WHAT IS EXPECTED » The answer should be one number: how many lines in the records below contain the word "UvnMode".

---

// -- Submission ---------------------------------------------------------------

#[tokio::test]
async fn business_license_catalog_entry() {
    let h = Harness::new();
    let citizen = h.register("citizen", "Wanjiku Kamau", "wanjiku@example.org").await;
    let permit = h.business_license(&citizen).await;
    assert_eq!(permit["fee"], "2500.00");
    let required: Vec<&str> = permit["required_documents"]
        .as_array()
        .unwrap()
        .iter()
        .map(|d| d["document_type"].as_str().unwrap())
        .collect();
    assert_eq!(required, REQUIRED);
}

#[tokio::test]
async fn complete_submission_is_submitted_with_one_event() {
    let h = Harness::new();
    let citizen = h.register("citizen", "Wanjiku Kamau", "wanjiku@example.org").await;
    let (status, app) = h.submit(&citizen, &REQUIRED).await;
    assert_eq!(status, StatusCode::CREATED, "{app}");
    assert_eq!(app["status"], "SUBMITTED");
    let number = app["application_number"].as_str().unwrap();
    assert!(is_application_number(number), "{number}");

    let (status, docs) = h
        .send(
            "GET",
            &format!("/v1/applications/{number}/documents"),
            Some(&citizen),
            None,
        )
        .await;
    assert_eq!(status, StatusCode::OK);
    assert_eq!(docs.as_array().unwrap().len(), 4);

    let timeline = h.timeline(&citizen, number).await;
    assert_eq!(timeline.len(), 1);
    assert_eq!(timeline[0]["status"], "SUBMITTED");
    assert_eq!(timeline[0]["label"], "Application Submitted");
    assert_eq!(timeline[0]["actor_name"], "Wanjiku Kamau");
    assert_eq!(timeline[0]["is_current"], true);
}

#[tokio::test]
async fn incomplete_document_set_persists_nothing() {
    let h = Harness::new();
    let citizen = h.register("citizen", "Wanjiku Kamau", "wanjiku@example.org").await;
    let (status, body) = h.submit(&citizen, &REQUIRED[..3]).await;
    assert_eq!(status, StatusCode::UNPROCESSABLE_ENTITY);
    assert_eq!(body["error"]["code"], "INCOMPLETE_SET");
    assert_eq!(
        body["error"]["details"]["missing_documents"],
        json!(["LOCATION_MAP_GPS_COORDINATES"])
    );

    let (status, mine) = h.send("GET", "/v1/applications", Some(&citizen), None).await;
    assert_eq!(status, StatusCode::OK);
    assert_eq!(mine, json!([]));
}
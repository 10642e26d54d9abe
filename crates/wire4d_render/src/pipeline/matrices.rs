//! Matrix builders for the matrix-based pipeline path
//!
//! Row-vector convention: a point is transformed as `p · M`.

use wire4d_math::{FixedMatrix, Mat4, Vec3, Vec4};

/// Translation from model space to `world_pos`
pub fn build_model_to_world_matrix(world_pos: Vec4) -> Mat4 {
    Mat4::translation(world_pos.xyz())
}

/// Camera to perspective (homogeneous) projection.
///
/// Maps `(x, y, z, 1)` to `(d·x, d·ar·y, z, z)`; dividing by `w` afterwards
/// gives the same x and y as the direct perspective stage.
pub fn build_camera_to_perspective_matrix(view_dist: f64, aspect_ratio: f64) -> Mat4 {
    FixedMatrix::new([
        [view_dist, 0.0, 0.0, 0.0],
        [0.0, view_dist * aspect_ratio, 0.0, 0.0],
        [0.0, 0.0, 1.0, 1.0],
        [0.0, 0.0, 0.0, 0.0],
    ])
}

fn screen_scale(viewport_width: usize, viewport_height: usize) -> (f64, f64) {
    (
        0.5 * viewport_width as f64 - 0.5,
        0.5 * viewport_height as f64 - 0.5,
    )
}

/// Perspective to screen mapping for still-homogeneous coordinates (`w = z`).
///
/// Apply before the divide by `w`.
pub fn build_perspective_to_screen_4d_matrix(viewport_width: usize, viewport_height: usize) -> Mat4 {
    let (alpha, beta) = screen_scale(viewport_width, viewport_height);
    FixedMatrix::new([
        [alpha, 0.0, 0.0, 0.0],
        [0.0, -beta, 0.0, 0.0],
        [alpha, beta, 1.0, 0.0],
        [0.0, 0.0, 0.0, 1.0],
    ])
}

/// Perspective to screen mapping for Cartesian coordinates (`w = 1`).
///
/// Apply after the divide by `w`.
pub fn build_perspective_to_screen_matrix(viewport_width: usize, viewport_height: usize) -> Mat4 {
    let (alpha, beta) = screen_scale(viewport_width, viewport_height);
    let mut m = Mat4::scale(Vec3::new(alpha, -beta, 1.0));
    m.m[3] = [alpha, beta, 0.0, 1.0];
    m
}
//! SceneBuilder - Declarative scene construction
//!
//! Provides a fluent API for populating a [`Scene`] with wireframe meshes.

use wire4d_math::Vec3;
use wire4d_render::{Mesh, Object4D, PolyAttributes, Pose, RenderError, Scene};
use wire4d_screen::Color;

/// Axis-aligned cube centred on the origin with edge length `size`.
///
/// Triangles wind counter-clockwise when seen from outside.
pub fn cube_mesh(size: f64, color: Color) -> Mesh {
    let h = 0.5 * size;
    let v = |x: f64, y: f64, z: f64| Vec3::new(x * h, y * h, z * h);
    Mesh {
        vertices: vec![
            v(-1.0, -1.0, -1.0),
            v(1.0, -1.0, -1.0),
            v(1.0, 1.0, -1.0),
            v(-1.0, 1.0, -1.0),
            v(-1.0, -1.0, 1.0),
            v(1.0, -1.0, 1.0),
            v(1.0, 1.0, 1.0),
            v(-1.0, 1.0, 1.0),
        ],
        polys: vec![
            [0, 2, 1], [0, 3, 2], // -z
            [4, 5, 6], [4, 6, 7], // +z
            [0, 1, 5], [0, 5, 4], // -y
            [3, 7, 6], [3, 6, 2], // +y
            [0, 4, 7], [0, 7, 3], // -x
            [1, 2, 6], [1, 6, 5], // +x
        ],
        colors: vec![color; 12],
        attributes: PolyAttributes::empty(),
    }
}

/// Square pyramid with its base centred `height / 2` below the origin
pub fn pyramid_mesh(base: f64, height: f64, color: Color) -> Mesh {
    let s = 0.5 * base;
    let h = 0.5 * height;
    Mesh {
        vertices: vec![
            Vec3::new(-s, -h, -s),
            Vec3::new(s, -h, -s),
            Vec3::new(s, -h, s),
            Vec3::new(-s, -h, s),
            Vec3::new(0.0, h, 0.0),
        ],
        polys: vec![
            [0, 1, 2], [0, 2, 3], // base
            [0, 4, 1],
            [1, 4, 2],
            [2, 4, 3],
            [3, 4, 0],
        ],
        colors: vec![color; 6],
        attributes: PolyAttributes::empty(),
    }
}

/// Builder for wireframe scenes
///
/// # Example
/// ```ignore
/// let scene = SceneBuilder::new()
///     .add_cube("cube", 2.0, Vec3::new(-2.0, 0.0, 0.0), Color::GREEN)?
///     .add_pyramid("pyramid", 2.0, 2.5, Vec3::new(2.0, 0.0, 0.0), Color::RED)?
///     .build();
/// ```
pub struct SceneBuilder {
    scene: Scene,
    next_id: u32,
}

impl SceneBuilder {
    /// Create a new scene builder
    pub fn new() -> Self {
        Self {
            scene: Scene::new(),
            next_id: 1,
        }
    }

    /// Add an arbitrary mesh. Ids are handed out in insertion order from 1.
    pub fn add_mesh(
        mut self,
        name: &str,
        mesh: Mesh,
        pose: Pose,
    ) -> Result<Self, RenderError> {
        let object = Object4D::new(self.next_id, name, mesh, pose)?;
        self.next_id += 1;
        self.scene.add(object);
        Ok(self)
    }

    pub fn add_cube(
        self,
        name: &str,
        size: f64,
        position: Vec3,
        color: Color,
    ) -> Result<Self, RenderError> {
        self.add_mesh(name, cube_mesh(size, color), Pose { position, ..Default::default() })
    }

    pub fn add_pyramid(
        self,
        name: &str,
        base: f64,
        height: f64,
        position: Vec3,
        color: Color,
    ) -> Result<Self, RenderError> {
        self.add_mesh(
            name,
            pyramid_mesh(base, height, color),
            Pose { position, ..Default::default() },
        )
    }

    /// Number of objects added so far
    pub fn object_count(&self) -> usize {
        self.scene.len()
    }

    /// Build the final scene
    pub fn build(self) -> Scene {
        log::info!(
            "Built scene with {} objects, {} polygons",
            self.scene.len(),
            self.scene.poly_count()
        );
        self.scene
    }

    /// The demo scene: a cube and a pyramid side by side at the origin
    pub fn demo() -> Result<Scene, RenderError> {
        Ok(Self::new()
            .add_cube("cube", 2.0, Vec3::new(-1.8, 0.0, 0.0), Color::GREEN)?
            .add_pyramid("pyramid", 2.0, 2.5, Vec3::new(1.8, 0.0, 0.0), Color::RED)?
            .build())
    }
}

impl Default for SceneBuilder {
    fn default() -> Self {
        Self::new()
    }
}
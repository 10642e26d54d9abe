//! Software wireframe pipeline
//!
//! Objects move through local, world, camera, perspective and screen space
//! and their edges are drawn into a [`wire4d_screen::Screen`].
//!
//! ## Key Components
//!
//! - [`Camera4D`] - projection state and the world/perspective/screen matrices
//! - [`Object4D`] - a mesh with local and transformed vertex lists
//! - [`RenderList4D`] - reusable polygon buffer for batching many objects
//! - [`Scene`] - object container keyed by [`ObjectKey`]
//! - [`FramePipeline`] - runs every stage for a scene and flips the screen
//!
//! Polygon visibility is tracked with [`PolyState`]: a polygon takes part in
//! a stage only while it is ACTIVE and neither CLIPPED nor BACKFACE.

pub mod camera4d;
pub mod error;
pub mod frame;
pub mod object;
pub mod pipeline;
pub mod poly;
pub mod render_list;
pub mod scene;

pub use camera4d::{Camera4D, CameraModel, CameraSettings, ClipPlanes, UvnMode};
pub use error::RenderError;
pub use frame::{FramePipeline, FrameStats, PipelineMode};
pub use object::{CullPlanes, Mesh, Object4D, ObjectState, Pose};
pub use pipeline::{Projection, TransCoord};
pub use poly::{Poly4D, PolyAttributes, PolyState, RenderPoly};
pub use render_list::RenderList4D;
pub use scene::{ObjectKey, Scene};

// Re-export the lower layers for convenience
pub use wire4d_math::{Mat4, RotationOrder, Vec3, Vec4};
pub use wire4d_screen::{BufferSelect, Color, PresentationSink, Screen};
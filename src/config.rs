//! Application configuration
//!
//! Configuration is loaded from multiple sources with the following priority (lowest to highest):
//! 1. `config/default.toml` (version controlled)
//! 2. `config/user.toml` (gitignored, user overrides)
//! 3. Environment variables (`W4D_SECTION__KEY`)

use figment::{
    providers::{Env, Format, Toml},
    Figment,
};
use serde::{Deserialize, Serialize};
use std::path::Path;

use wire4d_math::{degree_to_radian, RotationOrder, Vec3};
use wire4d_render::{
    Camera4D, CameraModel, CameraSettings, CullPlanes, PipelineMode, RenderError, UvnMode,
};
use wire4d_screen::Color;

/// Main application configuration
#[derive(Debug, Clone, Default, Serialize, Deserialize)]
pub struct AppConfig {
    /// Screen and tile layout
    #[serde(default)]
    pub screen: ScreenConfig,
    /// Camera placement and projection
    #[serde(default)]
    pub camera: CameraConfig,
    /// Demo scene animation
    #[serde(default)]
    pub demo: DemoConfig,
    /// Debug configuration
    #[serde(default)]
    pub debug: DebugConfig,
}

impl AppConfig {
    /// Load configuration from default locations
    ///
    /// Priority (lowest to highest):
    /// 1. `config/default.toml`
    /// 2. `config/user.toml`
    /// 3. Environment variables (`W4D_*`)
    pub fn load() -> Result<Self, ConfigError> {
        Self::load_from("config")
    }

    /// Load configuration from a specific config directory
    pub fn load_from<P: AsRef<Path>>(config_dir: P) -> Result<Self, ConfigError> {
        let config_dir = config_dir.as_ref();
        let default_path = config_dir.join("default.toml");
        let user_path = config_dir.join("user.toml");

        let mut figment = Figment::new();

        if default_path.exists() {
            figment = figment.merge(Toml::file(&default_path));
        }

        if user_path.exists() {
            figment = figment.merge(Toml::file(&user_path));
        }

        // W4D_SCREEN__WIDTH=120 -> screen.width = 120
        figment = figment.merge(Env::prefixed("W4D_").split("__"));

        figment.extract().map_err(ConfigError::from)
    }

    /// Camera for the configured screen, with `mcam` built
    pub fn build_camera(&self) -> Result<Camera4D, ConfigError> {
        let mut cam = Camera4D::new(self.camera.to_settings(&self.screen))?;
        cam.build_world_to_camera()?;
        Ok(cam)
    }
}

/// Screen configuration
#[derive(Debug, Clone, Serialize, Deserialize)]
#[serde(default)]
pub struct ScreenConfig {
    /// Width in pixels
    pub width: usize,
    /// Height in pixels
    pub height: usize,
    /// Tile width in pixels
    pub region_width: usize,
    /// Tile height in pixels
    pub region_height: usize,
    /// Clear color [r, g, b]
    pub background: [u8; 3],
}

impl Default for ScreenConfig {
    fn default() -> Self {
        Self {
            width: 96,
            height: 48,
            region_width: 10,
            region_height: 10,
            background: [0, 0, 0],
        }
    }
}

impl ScreenConfig {
    pub fn background_color(&self) -> Color {
        Color::from(self.background)
    }
}

/// Camera configuration
#[derive(Debug, Clone, Serialize, Deserialize)]
#[serde(default)]
pub struct CameraConfig {
    /// World position [x, y, z]
    pub position: [f64; 3],
    /// Euler angles in degrees [x, y, z]
    pub direction: [f64; 3],
    /// Near clipping distance
    pub near_clip: f64,
    /// Far clipping distance
    pub far_clip: f64,
    /// Horizontal field of view in degrees
    pub fov: f64,
    /// Order the Euler rotations are composed in
    pub rotation_order: RotationOrder,
    /// Look-at point; switches the camera to the UVN model when set
    #[serde(default, skip_serializing_if = "Option::is_none")]
    pub target: Option<[f64; 3]>,
}

impl Default for CameraConfig {
    fn default() -> Self {
        Self {
            position: [0.0, 0.0, -8.0],
            direction: [0.0, 0.0, 0.0],
            near_clip: 1.0,
            far_clip: 1000.0,
            fov: 90.0,
            rotation_order: RotationOrder::Xyz,
            target: None,
        }
    }
}

impl CameraConfig {
    /// Camera construction parameters for a screen of the configured size
    pub fn to_settings(&self, screen: &ScreenConfig) -> CameraSettings {
        let [px, py, pz] = self.position;
        let [dx, dy, dz] = self.direction.map(degree_to_radian);
        let (model, target) = match self.target {
            Some([tx, ty, tz]) => (CameraModel::Uvn, Vec3::new(tx, ty, tz)),
            None => (CameraModel::Euler, Vec3::ZERO),
        };
        CameraSettings {
            model,
            position: Vec3::new(px, py, pz),
            direction: Vec3::new(dx, dy, dz),
            target,
            near_clip_z: self.near_clip,
            far_clip_z: self.far_clip,
            fov: self.fov,
            viewport_width: screen.width,
            viewport_height: screen.height,
            rotation_order: self.rotation_order,
            uvn_mode: UvnMode::Simple,
        }
    }
}

/// Demo animation configuration
#[derive(Debug, Clone, Serialize, Deserialize)]
#[serde(default)]
pub struct DemoConfig {
    /// Frames to render before exiting
    pub frames: u32,
    /// Spin per frame in degrees [x, y, z]
    pub spin: [f64; 3],
    /// Batch polygons through a shared render list
    pub render_list: bool,
    /// Drop polygons facing away from the camera
    pub remove_back_faces: bool,
    /// Axes used for object culling ("x", "y", "z")
    pub cull_planes: Vec<String>,
}

impl Default for DemoConfig {
    fn default() -> Self {
        Self {
            frames: 36,
            spin: [4.0, 10.0, 0.0],
            render_list: true,
            remove_back_faces: true,
            cull_planes: vec!["x".to_string(), "y".to_string(), "z".to_string()],
        }
    }
}

impl DemoConfig {
    pub fn pipeline_mode(&self) -> PipelineMode {
        if self.render_list {
            PipelineMode::RenderList
        } else {
            PipelineMode::PerObject
        }
    }

    /// Parse the configured axis names
    pub fn cull_planes(&self) -> Result<CullPlanes, ConfigError> {
        self.cull_planes.iter().try_fold(CullPlanes::empty(), |planes, name| {
            let plane = match name.trim().to_ascii_lowercase().as_str() {
                "x" => CullPlanes::X,
                "y" => CullPlanes::Y,
                "z" => CullPlanes::Z,
                "all" => CullPlanes::ALL,
                other => {
                    return Err(ConfigError::Invalid(format!("unknown cull plane '{}'", other)))
                }
            };
            Ok(planes | plane)
        })
    }

    /// Spin per frame in radians
    pub fn spin_radians(&self) -> Vec3 {
        let [x, y, z] = self.spin.map(degree_to_radian);
        Vec3::new(x, y, z)
    }
}

/// Debug configuration
#[derive(Debug, Clone, Serialize, Deserialize)]
#[serde(default)]
pub struct DebugConfig {
    /// Log level (error, warn, info, debug, trace)
    pub log_level: String,
    /// Print the final frame as ASCII art
    pub ascii_dump: bool,
}

impl Default for DebugConfig {
    fn default() -> Self {
        Self {
            log_level: "info".to_string(),
            ascii_dump: false,
        }
    }
}

/// Configuration error
#[derive(Debug)]
pub enum ConfigError {
    /// Sources could not be read or deserialised
    Load(Box<figment::Error>),
    /// A value parsed but is not usable
    Invalid(String),
    /// Runtime objects rejected the configured values
    Render(RenderError),
}

impl From<figment::Error> for ConfigError {
    fn from(e: figment::Error) -> Self {
        ConfigError::Load(Box::new(e))
    }
}

impl From<RenderError> for ConfigError {
    fn from(e: RenderError) -> Self {
        ConfigError::Render(e)
    }
}

impl std::fmt::Display for ConfigError {
    fn fmt(&self, f: &mut std::fmt::Formatter<'_>) -> std::fmt::Result {
        match self {
            ConfigError::Load(e) => write!(f, "Configuration error: {}", e),
            ConfigError::Invalid(msg) => write!(f, "Configuration error: {}", msg),
            ConfigError::Render(e) => write!(f, "Configuration error: {}", e),
        }
    }
}

impl std::error::Error for ConfigError {
    fn source(&self) -> Option<&(dyn std::error::Error + 'static)> {
        match self {
            ConfigError::Load(e) => Some(e.as_ref()),
            ConfigError::Render(e) => Some(e),
            ConfigError::Invalid(_) => None,
        }
    }
}
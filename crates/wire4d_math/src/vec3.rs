//! 3D vector / point

use serde::{Deserialize, Serialize};

use crate::coords::{Cylindrical3D, Spherical3D};
use crate::{atan_0_2pi, MathError, VectorN};

/// 3D vector with x, y, z components. Also used as a 3D point.
#[derive(Clone, Copy, Debug, Default, PartialEq, Serialize, Deserialize)]
pub struct Vec3 {
    pub x: f64,
    pub y: f64,
    pub z: f64,
}

impl Vec3 {
    pub const ZERO: Self = Self { x: 0.0, y: 0.0, z: 0.0 };
    pub const X: Self = Self { x: 1.0, y: 0.0, z: 0.0 };
    pub const Y: Self = Self { x: 0.0, y: 1.0, z: 0.0 };
    pub const Z: Self = Self { x: 0.0, y: 0.0, z: 1.0 };

    #[inline]
    pub const fn new(x: f64, y: f64, z: f64) -> Self {
        Self { x, y, z }
    }

    /// Vector from `init` to `term`
    #[inline]
    pub fn between(init: Self, term: Self) -> Self {
        term - init
    }

    /// Component by index (0 = x, 1 = y, 2 = z)
    pub fn get(&self, index: usize) -> Result<f64, MathError> {
        match index {
            0 => Ok(self.x),
            1 => Ok(self.y),
            2 => Ok(self.z),
            _ => Err(MathError::index("Vec3 component", index, 2)),
        }
    }

    /// Set a component by index
    pub fn set(&mut self, index: usize, value: f64) -> Result<(), MathError> {
        match index {
            0 => self.x = value,
            1 => self.y = value,
            2 => self.z = value,
            _ => return Err(MathError::index("Vec3 component", index, 2)),
        }
        Ok(())
    }

    #[inline]
    pub fn dot(self, other: Self) -> f64 {
        self.x * other.x + self.y * other.y + self.z * other.z
    }

    #[inline]
    pub fn cross(self, other: Self) -> Self {
        Self::new(
            self.y * other.z - self.z * other.y,
            self.z * other.x - self.x * other.z,
            self.x * other.y - self.y * other.x,
        )
    }

    #[inline]
    pub fn length(self) -> f64 {
        self.dot(self).sqrt()
    }

    /// Unit vector in the same direction
    pub fn normalized(self) -> Result<Self, MathError> {
        let len = self.length();
        if len == 0.0 {
            return Err(MathError::DegenerateVector);
        }
        Ok(self / len)
    }

    /// Cosine of the angle between two vectors
    pub fn cos_angle(self, other: Self) -> Result<f64, MathError> {
        let denom = self.length() * other.length();
        if denom == 0.0 {
            return Err(MathError::DegenerateVector);
        }
        Ok(self.dot(other) / denom)
    }

    /// Cylindrical form: radius in the XY plane, heading, and height
    pub fn to_cylindrical(self) -> Cylindrical3D {
        Cylindrical3D {
            r: (self.x * self.x + self.y * self.y).sqrt(),
            theta: atan_0_2pi(self.y, self.x),
            z: self.z,
        }
    }

    /// Spherical form: `rho` distance, `phi` angle from +Z, `theta` heading.
    ///
    /// The origin maps to all zeros.
    pub fn to_spherical(self) -> Spherical3D {
        let rho = self.length();
        if rho == 0.0 {
            return Spherical3D { rho: 0.0, phi: 0.0, theta: 0.0 };
        }
        Spherical3D {
            rho,
            phi: (self.z / rho).clamp(-1.0, 1.0).acos(),
            theta: atan_0_2pi(self.y, self.x),
        }
    }
}

impl VectorN for Vec3 {
    const DIM: usize = 3;

    fn component(&self, index: usize) -> f64 {
        self.get(index).unwrap_or(0.0)
    }

    fn from_slice(values: &[f64]) -> Self {
        let at = |i: usize| values.get(i).copied().unwrap_or(0.0);
        Self::new(at(0), at(1), at(2))
    }
}

impl std::ops::Add for Vec3 {
    type Output = Self;
    #[inline]
    fn add(self, other: Self) -> Self {
        Self::new(self.x + other.x, self.y + other.y, self.z + other.z)
    }
}

impl std::ops::Sub for Vec3 {
    type Output = Self;
    #[inline]
    fn sub(self, other: Self) -> Self {
        Self::new(self.x - other.x, self.y - other.y, self.z - other.z)
    }
}

impl std::ops::Mul<f64> for Vec3 {
    type Output = Self;
    #[inline]
    fn mul(self, scalar: f64) -> Self {
        Self::new(self.x * scalar, self.y * scalar, self.z * scalar)
    }
}

impl std::ops::Div<f64> for Vec3 {
    type Output = Self;
    #[inline]
    fn div(self, scalar: f64) -> Self {
        Self::new(self.x / scalar, self.y / scalar, self.z / scalar)
    }
}

impl std::ops::Neg for Vec3 {
    type Output = Self;
    #[inline]
    fn neg(self) -> Self {
        Self::new(-self.x, -self.y, -self.z)
    }
}

#[cfg(test)]
mod tests {
    use super::*;

    #[test]
    fn test_cross_right_handed_basis() {
        assert_eq!(Vec3::X.cross(Vec3::Y), Vec3::Z);
        assert_eq!(Vec3::Y.cross(Vec3::Z), Vec3::X);
        assert_eq!(Vec3::Z.cross(Vec3::X), Vec3::Y);
    }

    #[test]
    fn test_dot_and_length() {
        let v = Vec3::new(2.0, 3.0, 6.0);
        assert_eq!(v.dot(Vec3::new(1.0, 1.0, 1.0)), 11.0);
        assert_eq!(v.length(), 7.0);
    }

    #[test]
    fn test_normalized_unit_length() {
        for v in [Vec3::new(1e-8, 0.0, 0.0), Vec3::new(-3.0, 4.0, 12.0), Vec3::new(1e8, 2.0, -5.0)] {
            let n = v.normalized().unwrap();
            assert!((n.length() - 1.0).abs() < 1e-12, "{:?}", v);
        }
        assert_eq!(Vec3::ZERO.normalized(), Err(MathError::DegenerateVector));
    }

    #[test]
    fn test_index_out_of_range() {
        assert!(Vec3::ZERO.get(3).is_err());
    }
}
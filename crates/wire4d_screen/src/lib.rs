//! Tiled double-buffered framebuffer for the wire4d pipeline
//!
//! A [`Screen`] owns two tile grids (primary and secondary) made of
//! [`Region`]s. Each region tracks whether it changed since it was last
//! presented, so flipping only re-presents the tiles that differ. Presenting a
//! tile means handing its pixels to a [`PresentationSink`].

mod color;
mod error;
mod region;
mod screen;
mod sink;

pub use color::Color;
pub use error::ScreenError;
pub use region::{PixelGrid, Region, TileId};
pub use screen::{BufferSelect, Screen, REGION_HEIGHT, REGION_WIDTH};
pub use sink::{CanvasSink, NullSink, PresentationSink};
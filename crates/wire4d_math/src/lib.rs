//! Homogeneous-coordinate math for the wire4d pipeline
//!
//! ## Core Types
//!
//! - [`Vec2`], [`Vec3`] - plain Cartesian vectors
//! - [`Vec4`] - homogeneous vector; dot/length ignore `w`
//! - [`Matrix`] - row-major matrix with runtime dimensions
//! - [`FixedMatrix`] / [`Mat4`] - compile-time sized matrices and 4x4 transforms
//! - [`Quaternion`] - 3D rotation
//!
//! ## Geometry
//!
//! - [`Polar2D`], [`Cylindrical3D`], [`Spherical3D`] - alternative coordinates
//! - [`ParamLine2D`], [`ParamLine3D`] - parametric segments
//! - [`Plane3D`] - point-normal plane
//!
//! All transforms use row vectors (`v' = v · M`).

mod angle;
mod error;
mod vec2;
mod vec3;
mod vec4;
mod vector;
pub mod coords;
pub mod line;
pub mod mat4;
pub mod matrix;
pub mod plane;
pub mod quaternion;

pub use angle::{
    atan_0_2pi, degree_to_radian, radian_to_degree, whirl_to_2pi, EPSILON_E4, EPSILON_E5,
    EPSILON_E6,
};
pub use coords::{Cylindrical3D, Polar2D, Spherical3D};
pub use error::MathError;
pub use line::{Intersection, ParamLine2D, ParamLine3D};
pub use mat4::{
    FixedMatrix, Mat1x2, Mat1x3, Mat1x4, Mat2, Mat3, Mat3x2, Mat4, Mat4x3, RotationOrder,
};
pub use matrix::Matrix;
pub use plane::{Plane3D, PlaneHit};
pub use quaternion::Quaternion;
pub use vec2::Vec2;
pub use vec3::Vec3;
pub use vec4::Vec4;
pub use vector::VectorN;
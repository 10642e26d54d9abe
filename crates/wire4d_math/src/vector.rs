//! Trait shared by the fixed-dimension vector types
//!
//! The generic [`Matrix`](crate::Matrix) multiplies vectors of any of the
//! supported dimensions through this trait.

/// A vector with a fixed number of `f64` components
pub trait VectorN: Copy {
    /// Number of components
    const DIM: usize;

    /// Component by index; indices at or past `DIM` read as 0
    fn component(&self, index: usize) -> f64;

    /// Build from a slice; missing trailing components are 0
    fn from_slice(values: &[f64]) -> Self;
}
//! Per-vertex stage math and pipeline matrix builders
//!
//! Objects and render lists both run their stages through these functions,
//! so the two paths produce identical numbers for identical input.

pub mod matrices;
pub mod vertex;

pub use matrices::{
    build_camera_to_perspective_matrix, build_model_to_world_matrix,
    build_perspective_to_screen_4d_matrix, build_perspective_to_screen_matrix,
};
pub use vertex::{is_back_face, Projection, TransCoord};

---

RESULT OF THE TASK » 3